La sesta tromba La cavalleria infernale 13Il sesto angelo suonò la tromba: udii una voce dai lati dell’altare d’oro che si trova dinanzi a Dio. 14Diceva al sesto angelo, che aveva la tromba: «Libera i quattro angeli incatenati sul grande fiume Eufrate». 15Furono liberati i quattro angeli, pronti per l’ora, il giorno, il mese e l’anno, al fine di sterminare un terzo dell’umanità. 16Il numero delle truppe di cavalleria era duecento milioni; ne intesi il numero. 17E così vidi nella visione i cavalli e i loro cavalieri: questi avevano corazze di fuoco, di giacinto, di zolfo; le teste dei cavalli erano come teste di leoni e dalla loro bocca uscivano fuoco, fumo e zolfo. 18Da questo triplice flagello, dal fuoco, dal fumo e dallo zolfo che uscivano dalla loro bocca, fu ucciso un terzo dell’umanità. 19La potenza dei cavalli infatti sta nella loro bocca e nelle loro code, perché le loro code sono simili a serpenti, hanno teste e con esse fanno del male. 20Il resto dell’umanità, che non fu uccisa a causa di questi flagelli, non si convertì dalle opere delle sue mani; non cessò di prestare culto ai demòni e agli idoli d’oro, d’argento, di bronzo, di pietra e di legno, che non possono né vedere, né udire, né camminare; 21e non si convertì dagli omicidi, né dalle stregonerie, né dalla prostituzione, né dalle ruberie.

Approfondimenti

(cf APOCALISSE – introduzione, traduzione e commento di CLAUDIO DOGLIO © EDIZIONI SAN PAOLO, 2012)
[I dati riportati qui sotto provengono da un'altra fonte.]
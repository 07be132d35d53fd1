use chrono::NaiveDate;
use serde::Serialize;
use std::fmt;

/// An API key / search engine id pair. Usage counters live in the
/// [`QuotaLedger`](crate::quota::QuotaLedger), not here.
#[derive(Clone, PartialEq, Eq)]
pub struct Credential {
    pub key: String,
    pub engine_id: String,
}

impl Credential {
    pub fn new(key: impl Into<String>, engine_id: impl Into<String>) -> Self {
        Self {
            key: key.into(),
            engine_id: engine_id.into(),
        }
    }
}

impl fmt::Debug for Credential {
    fn fmt(&self, f: &mut fmt::Formatter<'_>) -> fmt::Result {
        f.debug_struct("Credential")
            .field("key", &"<redacted>")
            .field("engine_id", &self.engine_id)
            .finish()
    }
}

/// Today's usage of one credential.
#[derive(Debug, Clone, PartialEq, Eq, Serialize)]
pub struct CredentialUsage {
    pub index: usize,
    pub engine_id: String,
    pub request_count: u32,
    pub last_reset_date: NaiveDate,
    pub exhausted: bool,
}
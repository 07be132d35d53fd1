//! Hacker News Firebase API: client and response models.
pub mod client;
pub mod types;

pub use client::NewsClient;
pub use types::Story;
**La quinta tromba La conseguenza più grave arrecata al cosmo dalla caduta degli angeli ribelli è la rivolta degli uomini e la loro rovina; questa grande scena simbolica riprende le quattro precedenti e allarga la prospettiva al rapporto del demoniaco con l'umanità. Il quadro è dominato dal simbolo delle cavallette, presentate nella loro azione e nella loro figura: l'ottava piaga d'Egitto consisteva proprio in questo flagello (cfr. Es 10,12-15). L'angelo dell'abisso (9,11) ha un potere di accesso («la chiave») tale da influenzare il cosmo intero; ma questo gli è stato concesso e quindi tutto resta sotto il controllo di Dio. Il contatto del demoniaco con il cosmo e con l'uomo è evocato dal fumo tossico che oscura il sole e danneggia l'aria (cfr. 8.12) e dalle strane cavallette che possono inoculare veleno molto doloroso come gli scorpioni. È chiaro che si tratta di cavallette del tutto particolari: non danneggiano la vegetazione, ma quella parte di umanità che non aderisce con fedeltà a Dio (cfr.7,3); esse non hanno il potere di uccidere, bensì di tormentare e far soffrire. Il veleno della disubbidienza, infatti, viene messo negli uomini e ne deriva un'angoscia esistenziale profonda. Colpiti dal potere demoniaco, gli uomini ritengono la morte migliore della vita e tale angoscia è evocata con formule bibliche (cfr. Ger 8,3; Gb 3,21). Questo tormento, tuttavia, è limitato: l'indicazione temporale («cinque mesi»), infatti, sembra indizio di breve durata (9,5.10). La descrizione accumula molti particolari simbolici, in parte derivati da Gioele (cfr. Gl 1,6; 2,4.5), in parte originali. Caratteristica è l'insistenza sulla somiglianza senza identificazione e la contraddittorietà di alcuni elementi: corone simili all'oro e corazze di ferro vero: volto di uomo, capelli di donna e denti di leone. L'insieme rievoca un esercito di cavalleria pronto per la guerra. I particolari non mirano a delineare una figura fantastica, ma tendono a offrire l'idea di un volgare ibrido, evocando le disarmonie e le contraddizioni che turbano la storia umana. Queste mostruose cavallette sono i segni dell'influsso maligno sugli uomini, che porta all'idolatria. Proprio nell'idolatria Giovanni denuncia un pericoloso stravolgimento dei valori e mette in guardia dall'accettazione di pseudo-valori che provoca distruzione per l'umanità.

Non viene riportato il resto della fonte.